Unfolding Pavilion #OPENGIARDINI
Event Date: May 19, 2023; Event City: Venice, IT

On May 19, 2023 at 7PM, on the occasion of the vernissage of the 18th International Architecture Exhibition at the Biennale di Venezia, the Unfolding Pavilion will once more open its doors to the public. Following the previous editions on Ignazio Gardella’s Casa alle Zattere, Gino Valle’s Giudecca Social Housing, and the lost replica of John Hejduk’s House for the Inhabitant Who Refused to Participate, the fourth Unfolding Pavilion will be dedicated to the Giardini della Biennale: the Venetian site featuring the highest concentration of modern architecture, with buildings by Alvar Aalto, Josef Hoffmann, Gerrit Rietveld, Carlo Scarpa, James Stirling, Sverre Fehn and more.

The Giardini Pubblici, commissioned by Napoleon in 1807 to provide a green lung for the densely built City of Venezia, was a public park designed by local architect Giannantonio Selva in the style of Neoclassical landscape gardens.
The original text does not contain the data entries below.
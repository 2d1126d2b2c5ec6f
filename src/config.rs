//! # Configuration
//!
//! Environment-aware configuration for the dispatch core: match
//! strategies, worker pool sizing, and tracking-write retry settings.
//! Defaults work out of the box; values can come from a TOML file or
//! from `COURIER_*` environment variables.

use serde::{Deserialize, Serialize};
use std::path::Path;
use std::time::Duration;

use crate::error::{CourierError, Result};
use crate::model::{ChannelMatchStrategy, TypeMatchStrategy};
use crate::postal::tracking::TrackingRetrySettings;

/// Dispatch comparison strategies.
#[derive(Debug, Clone, Copy, Default, Serialize, Deserialize)]
#[serde(default)]
pub struct DispatchSettings {
    pub channel_match_strategy: ChannelMatchStrategy,
    pub type_match_strategy: TypeMatchStrategy,
}

/// Worker pool sizing and polling cadence.
#[derive(Debug, Clone, Copy, Serialize, Deserialize)]
#[serde(default)]
pub struct WorkerSettings {
    pub concurrency: usize,
    pub poll_interval_ms: u64,
    /// Stop accepting work after this long; `None` runs until shutdown.
    pub time_to_live_ms: Option<u64>,
}

impl Default for WorkerSettings {
    fn default() -> Self {
        Self {
            concurrency: crate::constants::DEFAULT_WORKER_CONCURRENCY,
            poll_interval_ms: crate::constants::DEFAULT_POLL_INTERVAL_MS,
            time_to_live_ms: None,
        }
    }
}

/// Bounded backoff for tracking writes.
#[derive(Debug, Clone, Copy, Serialize, Deserialize)]
#[serde(default)]
pub struct TrackingRetryConfig {
    pub max_attempts: u32,
    pub base_delay_ms: u64,
}

impl Default for TrackingRetryConfig {
    fn default() -> Self {
        Self {
            max_attempts: crate::constants::DEFAULT_TRACKING_RETRY_ATTEMPTS,
            base_delay_ms: crate::constants::DEFAULT_TRACKING_RETRY_BASE_DELAY_MS,
        }
    }
}

impl From<TrackingRetryConfig> for TrackingRetrySettings {
    fn from(config: TrackingRetryConfig) -> Self {
        Self {
            max_attempts: config.max_attempts,
            base_delay: Duration::from_millis(config.base_delay_ms),
        }
    }
}

/// Top-level configuration for the dispatch core.
#[derive(Debug, Clone, Default, Serialize, Deserialize)]
#[serde(default)]
pub struct CourierConfig {
    pub dispatch: DispatchSettings,
    pub worker: WorkerSettings,
    pub tracking_retry: TrackingRetryConfig,
}

impl CourierConfig {
    /// Load from a TOML file, falling back to defaults for absent keys.
    pub fn load_from_file(path: &Path) -> Result<Self> {
        let settings = config::Config::builder()
            .add_source(config::File::from(path))
            .build()
            .map_err(|err| CourierError::Configuration(err.to_string()))?;
        settings
            .try_deserialize()
            .map_err(|err| CourierError::Configuration(err.to_string()))
    }

    /// Defaults overridden by `COURIER_*` environment variables.
    pub fn from_env() -> Result<Self> {
        let mut config = Self::default();

        if let Ok(concurrency) = std::env::var("COURIER_WORKER_CONCURRENCY") {
            config.worker.concurrency = concurrency.parse().map_err(|err| {
                CourierError::Configuration(format!("Invalid worker concurrency: {err}"))
            })?;
        }
        if let Ok(poll) = std::env::var("COURIER_POLL_INTERVAL_MS") {
            config.worker.poll_interval_ms = poll.parse().map_err(|err| {
                CourierError::Configuration(format!("Invalid poll interval: {err}"))
            })?;
        }
        if let Ok(attempts) = std::env::var("COURIER_TRACKING_RETRY_ATTEMPTS") {
            config.tracking_retry.max_attempts = attempts.parse().map_err(|err| {
                CourierError::Configuration(format!("Invalid tracking retry attempts: {err}"))
            })?;
        }
        if let Ok(delay) = std::env::var("COURIER_TRACKING_RETRY_BASE_DELAY_MS") {
            config.tracking_retry.base_delay_ms = delay.parse().map_err(|err| {
                CourierError::Configuration(format!("Invalid tracking retry base delay: {err}"))
            })?;
        }

        Ok(config)
    }

    /// Worker poll interval as a [`Duration`].
    pub fn poll_interval(&self) -> Duration {
        Duration::from_millis(self.worker.poll_interval_ms)
    }

    /// Worker time-to-live as a [`Duration`], if configured.
    pub fn time_to_live(&self) -> Option<Duration> {
        self.worker.time_to_live_ms.map(Duration::from_millis)
    }
}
A large portion of the city fabric, including two Renaissance churches and a monastery, had to be demolished in order to build the public gardens. Permanent gallery spaces were built in the park beginning in 1895, with the opening of the first International Art Exhibition. The vast majority of the area has since been fenced off and given to the Biennale, removing it from public use. In 1932, the perimeter of the gated enclave of the Giardini della Biennale was extended to include a plot of land on the neighboring island of Sant'Elena. Currently, only one-third of the Giardini’s total surface area is open to the public, with the rest being accessible only during the visiting hours of the Art and Architecture Biennales.

The Giardini, however, are not private property: they are public land granted to the Biennale for free by the City of Venezia in exchange for upkeep and security. As a result, during the months when the pavilions are closed and empty between exhibitions, the public land on which they stand could be returned to citizens, as originally planned. Despite this, access to the inner part of the park is restricted and controlled by the system of gates, walls, fences, CCTV cameras, metal spikes, barbed wire, and armed guards that comprise the Giardini’s urban front. It is, in fact, a case of private expropriation of a public territory.

Reacting to this situation, Unfolding Pavilion #OPENGIARDINI is an exhibition that investigates the paradoxical state of a public space that is not publicly accessible, through a series of site-specific interventions aimed at sparking discussion about the Giardini della Biennale’s current and future uses.